Embora existam muitos discursos precoces condenando e criticando estratégias de ressocialização ou ressignificação nos presídios, considerando-a uma missão impossível, efetivamente nunca se implementou uma política sistêmica e integral para ressocializar os internos do sistema prisional. Não há sequer indicadores que se possa levar em conta e medir a eficácia de tais medidas ressocializadoras. Mesmo assim, sem nunca terem sido adotadas nem existirem parâmetros para avaliá-las, muitos se apressam em desmerecê-las e desqualificá-las, muitas vezes tratando-as como utópicas, todavia, sem se importar com as centenas de milhões gastos com modelos de terceirização de presídios que não apresentam resultados mínimos nem evitam o pior no interior dos cárceres. Pelo contrário, legitimam um processo que conduz a uma maior insegurança, violência e criminalidade. Isso evidencia, por outro lado, que a ressocialização de encarcerados não é mera questão para leigos, amadores nem se resolve apenas com boa vontade, apesar desta ser necessária em tudo o que se deva fazer. A ressocialização é uma medida complexa e requer uma abordagem multidisciplinar.

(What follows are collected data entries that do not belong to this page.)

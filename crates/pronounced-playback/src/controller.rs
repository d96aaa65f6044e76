//! Playback controller - ordered, cancellable speech over a list of words.
//!
//! A *run* is either a play-all session or a single-item play. At most one
//! run exists at a time; starting a new one first cancels the old one and
//! silences the backend.
//!
//! ```text
//!   Idle ──start_all──▶ Session ──exhausted / stop_all──▶ Idle
//!   Idle ──play_word / play_sentence──▶ Single ──done / toggle──▶ Idle
//! ```
//!
//! Each run carries a generation number and a [`CancelFlag`]. A run only
//! clears shared state while it is still the current generation, so a
//! superseded loop winding down can never reset the state of its successor.

use std::sync::{Arc, Mutex, MutexGuard, PoisonError};

use pronounced_core::{SpeechBackend, SpeechOutcome, Utterance, Word, WordId};
use tokio::sync::mpsc;

use crate::events::{NowPlaying, PlaybackEvent};
use crate::options::{PlaybackConfig, SpeechOptions};
use crate::signal::{CancelFlag, completion_pair};

// ── Run bookkeeping ────────────────────────────────────────────────

#[derive(Debug, Clone, Copy, PartialEq, Eq)]
enum RunKind {
    Session,
    Single,
}

#[derive(Debug)]
struct Run {
    generation: u64,
    kind: RunKind,
    cancel: CancelFlag,
}

#[derive(Debug, Default)]
struct State {
    next_generation: u64,
    run: Option<Run>,
    now_playing: NowPlaying,
    options: SpeechOptions,
}

impl State {
    fn begin(&mut self, kind: RunKind) -> (u64, CancelFlag) {
        self.next_generation += 1;
        let generation = self.next_generation;
        let cancel = CancelFlag::new();
        self.run = Some(Run {
            generation,
            kind,
            cancel: cancel.clone(),
        });
        (generation, cancel)
    }

    fn is_current(&self, generation: u64) -> bool {
        self.run.as_ref().is_some_and(|r| r.generation == generation)
    }
}

struct Inner {
    backend: Arc<dyn SpeechBackend>,
    config: PlaybackConfig,
    state: Mutex<State>,
    events: mpsc::UnboundedSender<PlaybackEvent>,
}

// ── Controller ─────────────────────────────────────────────────────

/// Plays words and their example sentences through a [`SpeechBackend`].
///
/// Cheap to clone; clones share the same state, so one clone can
/// `stop_all` a session another clone is awaiting.
#[derive(Clone)]
pub struct PlaybackController {
    inner: Arc<Inner>,
}

impl PlaybackController {
    /// Create a new controller.
    ///
    /// Returns the controller and a receiver for [`PlaybackEvent`]s.
    #[must_use]
    pub fn new(
        backend: Arc<dyn SpeechBackend>,
        config: PlaybackConfig,
    ) -> (Self, mpsc::UnboundedReceiver<PlaybackEvent>) {
        let (events, rx) = mpsc::unbounded_channel();
        let controller = Self {
            inner: Arc::new(Inner {
                backend,
                config,
                state: Mutex::new(State::default()),
                events,
            }),
        };
        (controller, rx)
    }

    fn state(&self) -> MutexGuard<'_, State> {
        self.inner
            .state
            .lock()
            .unwrap_or_else(PoisonError::into_inner)
    }

    fn emit(&self, event: PlaybackEvent) {
        let _ = self.inner.events.send(event);
    }

    /// Whether a play-all session is running.
    #[must_use]
    pub fn is_active(&self) -> bool {
        self.state()
            .run
            .as_ref()
            .is_some_and(|r| r.kind == RunKind::Session)
    }

    /// What is being spoken right now.
    #[must_use]
    pub fn now_playing(&self) -> NowPlaying {
        self.state().now_playing
    }

    /// Rate and mute state used for the next utterance.
    #[must_use]
    pub fn options(&self) -> SpeechOptions {
        self.state().options
    }

    /// Change rate and mute state for subsequent utterances.
    pub fn set_options(&self, options: SpeechOptions) {
        self.state().options = options;
    }

    // ── Play all ───────────────────────────────────────────────────

    /// Speak every word in order, each followed by its sentence if present.
    ///
    /// Returns when the session is exhausted or stopped. An empty list is a
    /// no-op and leaves any running playback alone.
    pub async fn start_all(&self, items: Vec<Word>, options: SpeechOptions) {
        if items.is_empty() {
            return;
        }

        let (generation, cancel, previous) = {
            let mut state = self.state();
            let previous = self.take_run(&mut state);
            state.options = options;
            let (generation, cancel) = state.begin(RunKind::Session);
            (generation, cancel, previous)
        };
        if previous {
            self.inner.backend.cancel_all();
        }

        tracing::info!(
            items = items.len(),
            rate = options.rate(),
            muted = options.muted(),
            "Starting playback session"
        );
        self.emit(PlaybackEvent::SessionStarted { items: items.len() });

        let config = &self.inner.config;
        for word in &items {
            if cancel.is_cancelled() {
                break;
            }
            self.speak(generation, NowPlaying::Word(word.id), &word.text)
                .await;
            if cancel.is_cancelled() {
                break;
            }
            tokio::time::sleep(config.word_settle).await;

            let Some(sentence) = word.speakable_sentence() else {
                continue;
            };
            if cancel.is_cancelled() {
                break;
            }
            self.speak(generation, NowPlaying::Sentence(word.id), sentence)
                .await;
            if cancel.is_cancelled() {
                break;
            }
            tokio::time::sleep(config.sentence_settle).await;
        }

        self.finish(generation, RunKind::Session);
    }

    /// Stop whatever is playing.
    ///
    /// Silences the backend once and marks the run cancelled; the loop exits
    /// at its next checkpoint. A no-op when nothing is playing.
    pub fn stop_all(&self) {
        let stopped = {
            let mut state = self.state();
            self.take_run(&mut state)
        };
        if stopped {
            tracing::info!("Playback stopped");
            self.inner.backend.cancel_all();
        }
    }

    // ── Single-item play ───────────────────────────────────────────

    /// Speak one word's text.
    ///
    /// If that word's text is already playing this stops playback instead.
    pub async fn play_word(&self, word: &Word) {
        self.play_single(NowPlaying::Word(word.id), &word.text)
            .await;
    }

    /// Speak one word's example sentence.
    ///
    /// A no-op for words without a sentence. If that sentence is already
    /// playing this stops playback instead.
    pub async fn play_sentence(&self, word: &Word) {
        let Some(sentence) = word.speakable_sentence() else {
            return;
        };
        self.play_single(NowPlaying::Sentence(word.id), sentence)
            .await;
    }

    async fn play_single(&self, target: NowPlaying, text: &str) {
        let started = {
            let mut state = self.state();
            if state.run.is_some() && state.now_playing == target {
                None
            } else {
                let previous = self.take_run(&mut state);
                let (generation, _) = state.begin(RunKind::Single);
                Some((generation, previous))
            }
        };
        let Some((generation, previous)) = started else {
            self.stop_all();
            return;
        };
        if previous {
            self.inner.backend.cancel_all();
        }

        self.speak(generation, target, text).await;
        self.finish(generation, RunKind::Single);
    }

    // ── Internals ──────────────────────────────────────────────────

    /// Cancel and remove the current run, if any. Returns whether there was one.
    ///
    /// Emits the events for the run ending; the caller silences the backend
    /// after releasing the lock.
    fn take_run(&self, state: &mut State) -> bool {
        let Some(run) = state.run.take() else {
            return false;
        };
        run.cancel.cancel();
        if !state.now_playing.is_idle() {
            state.now_playing = NowPlaying::Idle;
            self.emit(PlaybackEvent::NowPlaying(NowPlaying::Idle));
        }
        if run.kind == RunKind::Session {
            self.emit(PlaybackEvent::SessionFinished { cancelled: true });
        }
        true
    }

    /// Speak `text` and wait for the backend to report completion.
    ///
    /// Failures are logged and otherwise treated as completion.
    async fn speak(&self, generation: u64, target: NowPlaying, text: &str) {
        let options = {
            let mut state = self.state();
            if !state.is_current(generation) {
                return;
            }
            state.now_playing = target;
            state.options
        };
        self.emit(PlaybackEvent::NowPlaying(target));

        tracing::debug!(?target, text, "Speaking");
        let (on_done, completion) = completion_pair();
        self.inner.backend.speak(
            Utterance::new(text, options.rate(), options.volume()),
            on_done,
        );

        match completion.await {
            SpeechOutcome::Finished | SpeechOutcome::Interrupted => {}
            SpeechOutcome::Failed(reason) => {
                tracing::warn!(
                    backend = self.inner.backend.name(),
                    %reason,
                    "Speech synthesis failed, continuing"
                );
            }
        }
    }

    /// Return to idle if `generation` is still the current run.
    fn finish(&self, generation: u64, kind: RunKind) {
        let mut state = self.state();
        if !state.is_current(generation) {
            return;
        }
        state.run = None;
        let was_playing = !state.now_playing.is_idle();
        state.now_playing = NowPlaying::Idle;
        drop(state);

        if was_playing {
            self.emit(PlaybackEvent::NowPlaying(NowPlaying::Idle));
        }
        if kind == RunKind::Session {
            tracing::info!("Playback session finished");
            self.emit(PlaybackEvent::SessionFinished { cancelled: false });
        }
    }
}

#[cfg(test)]
mod tests {
    use super::*;
    use chrono::Utc;
    use std::sync::atomic::{AtomicUsize, Ordering};
    use uuid::Uuid;

    /// Completes every utterance immediately.
    #[derive(Default)]
    struct InstantBackend {
        spoken: Mutex<Vec<Utterance>>,
        cancels: AtomicUsize,
    }

    impl SpeechBackend for InstantBackend {
        fn speak(&self, utterance: Utterance, on_done: pronounced_core::CompletionCallback) {
            self.spoken.lock().unwrap().push(utterance);
            on_done(SpeechOutcome::Finished);
        }

        fn cancel_all(&self) {
            self.cancels.fetch_add(1, Ordering::SeqCst);
        }
    }

    fn word(text: &str, sentence: Option<&str>) -> Word {
        Word {
            id: Uuid::new_v4(),
            text: text.into(),
            sentence: sentence.map(Into::into),
            is_favorite: false,
            owner_id: Uuid::nil(),
            created_at: Utc::now(),
            updated_at: Utc::now(),
        }
    }

    #[tokio::test(start_paused = true)]
    async fn test_options_are_applied_to_utterances() {
        let backend = Arc::new(InstantBackend::default());
        let (controller, _rx) = PlaybackController::new(backend.clone(), PlaybackConfig::default());

        let options = SpeechOptions::new(1.5, true).unwrap();
        controller
            .start_all(vec![word("cat", Some("The cat sleeps."))], options)
            .await;

        let spoken = backend.spoken.lock().unwrap();
        assert_eq!(spoken.len(), 2);
        assert!(spoken.iter().all(|u| (u.rate - 1.5).abs() < f32::EPSILON));
        assert!(spoken.iter().all(|u| u.volume == 0.0));
        assert_eq!(controller.options(), options);
    }

    #[tokio::test(start_paused = true)]
    async fn test_blank_sentence_is_skipped() {
        let backend = Arc::new(InstantBackend::default());
        let (controller, _rx) = PlaybackController::new(backend.clone(), PlaybackConfig::default());

        controller
            .start_all(vec![word("cat", Some("   "))], SpeechOptions::default())
            .await;

        assert_eq!(backend.spoken.lock().unwrap().len(), 1);
        assert!(!controller.is_active());
    }

    #[tokio::test]
    async fn test_play_sentence_without_sentence_is_noop() {
        let backend = Arc::new(InstantBackend::default());
        let (controller, _rx) = PlaybackController::new(backend.clone(), PlaybackConfig::default());

        controller.play_sentence(&word("cat", None)).await;

        assert!(backend.spoken.lock().unwrap().is_empty());
        assert_eq!(backend.cancels.load(Ordering::SeqCst), 0);
    }

    #[tokio::test]
    async fn test_single_play_returns_to_idle() {
        let backend = Arc::new(InstantBackend::default());
        let (controller, mut rx) = PlaybackController::new(backend.clone(), PlaybackConfig::default());
        let w = word("cat", Some("The cat sleeps."));

        controller.play_sentence(&w).await;

        assert_eq!(backend.spoken.lock().unwrap()[0].text, "The cat sleeps.");
        assert_eq!(controller.now_playing(), NowPlaying::Idle);
        assert!(!controller.is_active());
        assert_eq!(
            rx.try_recv().unwrap(),
            PlaybackEvent::NowPlaying(NowPlaying::Sentence(w.id))
        );
        assert_eq!(
            rx.try_recv().unwrap(),
            PlaybackEvent::NowPlaying(NowPlaying::Idle)
        );
    }

    #[test]
    fn test_stop_all_when_idle_does_not_touch_backend() {
        let backend = Arc::new(InstantBackend::default());
        let (controller, _rx) = PlaybackController::new(backend.clone(), PlaybackConfig::default());

        controller.stop_all();

        assert_eq!(backend.cancels.load(Ordering::SeqCst), 0);
    }
}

Embora se possa classificar alguns como irrecuperáveis, tende-se na maior parte das vezes a estigmatizar quase todos como incorrigíveis ou impossíveis de reabilitação individual e social. Ainda mais levando em conta o domínio de presídios por facções criminosas e as precárias condições do sistema prisional vigente no país. Nesse cenário, falar em ressocialização de presos torna-se algo polêmico quando não é desde logo tratado como mero idealismo ou devaneio.
A ressocialização não é um processo de curtíssimo prazo nem imune às influências do meio. O que é necessário fazer para ressocializar presos? Como estamos socializando as pessoas aqui fora? O que crianças, adolescentes e jovens estão aprendendo no cotidiano? Em seguida, considerando essas questões, poderemos abordar o problema da ressocialização de internos do sistema prisional.
Apesar de polêmica, a ideia de ressocialização suscita muitas questões relevantes. A primeira delas é a necessidade de levar em conta o meio ou o contexto sociocultural no qual se pretende inserir o indivíduo ou grupo em processo de ressocialização. Não é possível socializar ou ressocializar alguém num contexto cultural ou ambiental abstrato. Quais as condutas, os valores e as formas de proceder requeridas do indivíduo para conviver em nossa sociedade?
Somos todos de algum modo socializados, seja num ambiente de licitude, paz e cidadania seja noutro contexto em que predomina a cultura da “esperteza”, de violência e de criminalidade. Inexiste quem não tenha sido socializado pelo meio social em que vive, pois é nele que aprendemos a falar, a raciocinar, a andar e valorar o mundo, os seres e as coisas, inclusive a vida humana. É no ambiente cultural no qual somos formados que aprendemos a significar as coisas. A sociedade molda o indivíduo tanto quanto este interage para dinamizar a cultura e a sociedade na qual convive.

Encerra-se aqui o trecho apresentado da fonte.